South Korea and Germany are the two countries that have responded best to COVID-19 around the globe. Both countries have implemented wide-scale testing and contact tracing. Germany even traced its first community case back to a salt shaker.
Even with the scale of testing with contact tracing in Germany and South Korea; the reported death rate in Germany is 3.11% and in South Korea is 2.18%.
Certainly improved testing will continue to properly define the exact number of infections in the U.S. and elsewhere. I expect improvements over the upcoming months which will help defined the exact death rate and R0 for COVID-19.
From a death rate perspective it becomes a question of which grows at a greater rate -- the numerator with previously uncounted deaths being added to the COVID-19 total, or the denominator with the total number of positive infection cases.
De Prado is saying the the 3.11% and 2.18% that you mentioned above are grossly overestimated because the number of confirmed infections are only a fraction of the actual infections. This has been the case historically as well with other diseases. He provides H1N1 as an example. The initial fatality rate was 5.1%. The real number is 0.02%.

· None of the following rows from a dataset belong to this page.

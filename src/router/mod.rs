//! Transaction router - decides, per inbound frame, whether to forward,
//! correlate or reject.
//!
//! Each direction (USB→BLE, BLE→USB) owns one transaction slot that
//! cycles between `Idle` and `Pending`:
//!
//! ```text
//!            on_rx(initiator)            on_response(responder)
//!   Idle ─────────────────────► Pending ─────────────────────► Idle
//!    ▲                            │  │
//!    │   forward failed / tick    │  │ on_rx(initiator) → BUSY_FRAME,
//!    └────── timeout / cancel ────┘  │ slot untouched
//!                                    └──────────────────────────┘
//! ```
//!
//! Slots live in separate mutexes so the two directions never contend.
//! No lock is held while a transport sends.

use core::cell::Cell;
use core::sync::atomic::{AtomicU32, Ordering};

use embassy_sync::blocking_mutex::raw::{CriticalSectionRawMutex, RawMutex};
use embassy_sync::blocking_mutex::Mutex;

use crate::config::{BUSY_FRAME, TIMEOUT_FRAME, TRANSACTION_TIMEOUT_TICKS};
use crate::error::{Error, SendError};
use crate::msg;
use crate::port::{Direction, Port, PortRegistry, DIRECTION_COUNT};

#[cfg(test)]
mod tests;

/// State of one direction's slot.
#[derive(Clone, Copy, Debug, PartialEq, Eq)]
#[cfg_attr(feature = "defmt", derive(defmt::Format))]
pub enum Transaction {
    /// No request in flight.
    Idle,
    /// A request was forwarded and awaits its response.
    Pending {
        /// Router-wide sequence number, for logs.
        id: u32,
        /// Port the response must be routed back to.
        initiator: Port,
        /// Ticks elapsed since the request was accepted.
        age_ticks: u32,
    },
}

impl Transaction {
    pub fn is_pending(&self) -> bool {
        matches!(self, Transaction::Pending { .. })
    }

    pub fn initiator(&self) -> Option<Port> {
        match self {
            Transaction::Pending { initiator, .. } => Some(*initiator),
            Transaction::Idle => None,
        }
    }
}

/// What `on_rx` did with a request.
#[derive(Clone, Copy, Debug, PartialEq, Eq)]
#[cfg_attr(feature = "defmt", derive(defmt::Format))]
pub enum RxOutcome {
    /// Forwarded to the responder; the direction is now pending.
    Forwarded,
    /// Direction already pending; `BUSY_FRAME` went back to the requester.
    Rejected,
}

/// What `on_response` did with a response.
#[derive(Clone, Copy, Debug, PartialEq, Eq)]
#[cfg_attr(feature = "defmt", derive(defmt::Format))]
pub enum ResponseOutcome {
    /// Forwarded to the initiator; the direction is idle again.
    Delivered,
    /// No matching transaction; dropped.
    Unsolicited,
}

/// Result of [`Router::on_frame`], tagged with how the frame was classified.
#[derive(Clone, Copy, Debug, PartialEq, Eq)]
#[cfg_attr(feature = "defmt", derive(defmt::Format))]
pub enum Routed {
    Request(RxOutcome),
    Response(ResponseOutcome),
}

/// Snapshot of the router's counters.
#[derive(Clone, Copy, Debug, Default, PartialEq, Eq)]
#[cfg_attr(feature = "defmt", derive(defmt::Format))]
pub struct RouterStats {
    /// Requests forwarded (transactions opened).
    pub forwarded: u32,
    /// Requests rejected as busy.
    pub rejected: u32,
    /// Responses delivered to their initiator.
    pub delivered: u32,
    /// Responses with no pending transaction.
    pub unsolicited: u32,
    /// Transactions expired by `tick`.
    pub expired: u32,
    /// Transactions cleared by `cancel`.
    pub cancelled: u32,
    /// Transport sends that failed.
    pub send_failures: u32,
}

#[derive(Default)]
struct Counters {
    forwarded: AtomicU32,
    rejected: AtomicU32,
    delivered: AtomicU32,
    unsolicited: AtomicU32,
    expired: AtomicU32,
    cancelled: AtomicU32,
    send_failures: AtomicU32,
}

fn bump(counter: &AtomicU32) -> u32 {
    counter.fetch_add(1, Ordering::Relaxed).wrapping_add(1)
}

/// Per-direction transaction router over a fixed pair of ports.
pub struct Router<'a, M: RawMutex = CriticalSectionRawMutex> {
    ports: PortRegistry<'a>,
    slots: [Mutex<M, Cell<Transaction>>; DIRECTION_COUNT],
    timeout_ticks: Option<u32>,
    next_id: AtomicU32,
    counters: Counters,
}

impl<'a, M: RawMutex> Router<'a, M> {
    /// Router with the default transaction timeout
    /// (`TRANSACTION_TIMEOUT_TICKS`).
    pub fn new(ports: PortRegistry<'a>) -> Self {
        Self::with_timeout(ports, Some(TRANSACTION_TIMEOUT_TICKS))
    }

    /// Router expiring pending transactions after `timeout_ticks` calls to
    /// [`tick`](Self::tick). `None` keeps them pending until answered or
    /// cancelled.
    pub fn with_timeout(ports: PortRegistry<'a>, timeout_ticks: Option<u32>) -> Self {
        Self {
            ports,
            slots: [
                Mutex::new(Cell::new(Transaction::Idle)),
                Mutex::new(Cell::new(Transaction::Idle)),
            ],
            timeout_ticks,
            next_id: AtomicU32::new(0),
            counters: Counters::default(),
        }
    }

    /// A new request arrived at `from`.
    ///
    /// Forwards it to the other port if that direction is idle, otherwise
    /// answers `from` with `BUSY_FRAME` and leaves the pending transaction
    /// alone. A failed forward reverts the direction to idle.
    ///
    /// The slot is reserved before the forward is sent. A request racing
    /// in the same direction during that send is answered busy even if the
    /// forward then fails and is rolled back.
    pub fn on_rx(&self, from: Port, data: &[u8]) -> Result<RxOutcome, Error> {
        let frame = msg::copy_from(data)?;
        let direction = Direction::of_request(from);
        let id = bump(&self.next_id);

        let accepted = self.slot(direction).lock(|slot| match slot.get() {
            Transaction::Idle => {
                slot.set(Transaction::Pending {
                    id,
                    initiator: from,
                    age_ticks: 0,
                });
                true
            }
            Transaction::Pending { .. } => false,
        });

        if !accepted {
            bump(&self.counters.rejected);
            debug!("{:?} busy, rejecting request from {:?}", direction, from);
            self.send(from, BUSY_FRAME)?;
            return Ok(RxOutcome::Rejected);
        }

        if let Err(error) = self.send(direction.responder, &frame) {
            self.release(direction, id);
            warn!("txn {} not forwarded, {:?} back to idle", id, direction);
            return Err(error);
        }

        bump(&self.counters.forwarded);
        trace!(
            "txn {} opened on {:?} ({} bytes)",
            id,
            direction,
            frame.len()
        );
        Ok(RxOutcome::Forwarded)
    }

    /// A response arrived at `from`.
    ///
    /// Closes the direction whose responder is `from` and forwards the
    /// bytes verbatim to its initiator. Responses with nothing pending are
    /// dropped.
    pub fn on_response(&self, from: Port, data: &[u8]) -> Result<ResponseOutcome, Error> {
        let frame = msg::copy_from(data)?;
        let direction = Direction::closed_by_response(from);

        let closed = self
            .slot(direction)
            .lock(|slot| match slot.replace(Transaction::Idle) {
                Transaction::Pending { id, initiator, .. } => Some((id, initiator)),
                Transaction::Idle => None,
            });

        let Some((id, initiator)) = closed else {
            bump(&self.counters.unsolicited);
            warn!(
                "unsolicited response from {:?} ({} bytes) dropped",
                from,
                frame.len()
            );
            return Ok(ResponseOutcome::Unsolicited);
        };

        // The slot is already idle; a failed delivery does not reopen it.
        self.send(initiator, &frame)?;

        bump(&self.counters.delivered);
        trace!("txn {} closed on {:?}", id, direction);
        Ok(ResponseOutcome::Delivered)
    }

    /// Route a frame whose kind the transport cannot tell.
    ///
    /// A frame arriving at the responder of a pending direction is taken as
    /// its response; anything else starts a new request.
    pub fn on_frame(&self, from: Port, data: &[u8]) -> Result<Routed, Error> {
        if self.transaction(Direction::closed_by_response(from)).is_pending() {
            self.on_response(from, data).map(Routed::Response)
        } else {
            self.on_rx(from, data).map(Routed::Request)
        }
    }

    /// Age every pending transaction by one tick and expire the ones that
    /// reached the timeout. Each expired initiator gets `TIMEOUT_FRAME`.
    ///
    /// Returns the number of transactions expired.
    pub fn tick(&self) -> usize {
        let Some(limit) = self.timeout_ticks else {
            return 0;
        };

        let mut expired = 0;
        for direction in Direction::ALL {
            let timed_out = self.slot(direction).lock(|slot| match slot.get() {
                Transaction::Pending {
                    id,
                    initiator,
                    age_ticks,
                } => {
                    let age_ticks = age_ticks.saturating_add(1);
                    if age_ticks >= limit {
                        slot.set(Transaction::Idle);
                        Some((id, initiator))
                    } else {
                        slot.set(Transaction::Pending {
                            id,
                            initiator,
                            age_ticks,
                        });
                        None
                    }
                }
                Transaction::Idle => None,
            });

            if let Some((id, initiator)) = timed_out {
                expired += 1;
                bump(&self.counters.expired);
                warn!("txn {} on {:?} timed out", id, direction);
                // Best effort: the slot is idle whether or not the notice lands.
                let _ = self.send(initiator, TIMEOUT_FRAME);
            }
        }
        expired
    }

    /// Drop the pending transaction on `direction`, if any. Nothing is sent.
    pub fn cancel(&self, direction: Direction) -> bool {
        let previous = self
            .slot(direction)
            .lock(|slot| slot.replace(Transaction::Idle));

        match previous {
            Transaction::Pending { id, .. } => {
                bump(&self.counters.cancelled);
                info!("txn {} on {:?} cancelled", id, direction);
                true
            }
            Transaction::Idle => false,
        }
    }

    /// Current state of `direction`.
    pub fn transaction(&self, direction: Direction) -> Transaction {
        self.slot(direction).lock(|slot| slot.get())
    }

    /// Whether the transport bound to `port` reports ready.
    pub fn port_ready(&self, port: Port) -> bool {
        self.ports.is_ready(port)
    }

    pub fn stats(&self) -> RouterStats {
        let c = &self.counters;
        RouterStats {
            forwarded: c.forwarded.load(Ordering::Relaxed),
            rejected: c.rejected.load(Ordering::Relaxed),
            delivered: c.delivered.load(Ordering::Relaxed),
            unsolicited: c.unsolicited.load(Ordering::Relaxed),
            expired: c.expired.load(Ordering::Relaxed),
            cancelled: c.cancelled.load(Ordering::Relaxed),
            send_failures: c.send_failures.load(Ordering::Relaxed),
        }
    }

    fn slot(&self, direction: Direction) -> &Mutex<M, Cell<Transaction>> {
        &self.slots[direction.index()]
    }

    /// Revert `direction` to idle, but only if it still holds transaction
    /// `id` (a timeout or cancel may have reused the slot meanwhile).
    ///
    /// Requests rejected while `id` was reserved are not replayed; their
    /// senders already got `BUSY_FRAME` and must retry.
    fn release(&self, direction: Direction, id: u32) {
        self.slot(direction).lock(|slot| {
            if matches!(slot.get(), Transaction::Pending { id: current, .. } if current == id) {
                slot.set(Transaction::Idle);
            }
        });
    }

    fn send(&self, port: Port, data: &[u8]) -> Result<(), Error> {
        self.ports.send(port, data).map_err(|error: SendError| {
            bump(&self.counters.send_failures);
            warn!("send to {:?} failed: {:?}", port, error);
            Error::Send { port, error }
        })
    }
}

In case you are not familiar with de Prado, below is his bio:
Prof. Marcos López de Prado is the CIO of True Positive Technologies (TPT), and Professor of Practice at Cornell University’s School of Engineering. He has over 20 years of experience developing investment strategies with the help of machine learning algorithms and supercomputers. Marcos launched TPT after he sold some of his patents to AQR Capital Management, where he was a principal and AQR’s first head of machine learning. TPT is currently engaged by clients with a combined AUM in excess of $1 trillion. Marcos also founded and led Guggenheim Partners’ Quantitative Investment Strategies business, where he managed up to $13 billion in assets, and delivered an audited risk-adjusted return (information ratio) of 2.3.
Concurrently with the management of investments, since 2011 Marcos has been a research fellow at Lawrence Berkeley National Laboratory (U.S. Department of Energy, Office of Science). He has published dozens of scientific articles on machine learning and supercomputing in the leading academic journals, is a founding co-editor of The Journal of Financial Data Science, has testified before the U.S. Congress on AI policy, and SSRN ranks him as the most-read author in economics. Marcos is the author of several graduate textbooks, including Advances in Financial Machine Learning (Wiley, 2018), and Machine Learning for Asset Managers (Cambridge University Press, 2020).
Marcos earned a PhD in financial economics (2003), a second PhD in mathematical finance (2011) from Universidad Complutense de Madrid, and is a recipient of Spain's National Award for Academic Excellence (1999). He completed his post-doctoral research at Harvard University and Cornell University, where he is a faculty member. Marcos has an Erdős #2 according to the American Mathematical Society, and in 2019, he received the ‘Quant of the Year Award’ from The Journal of Portfolio Management.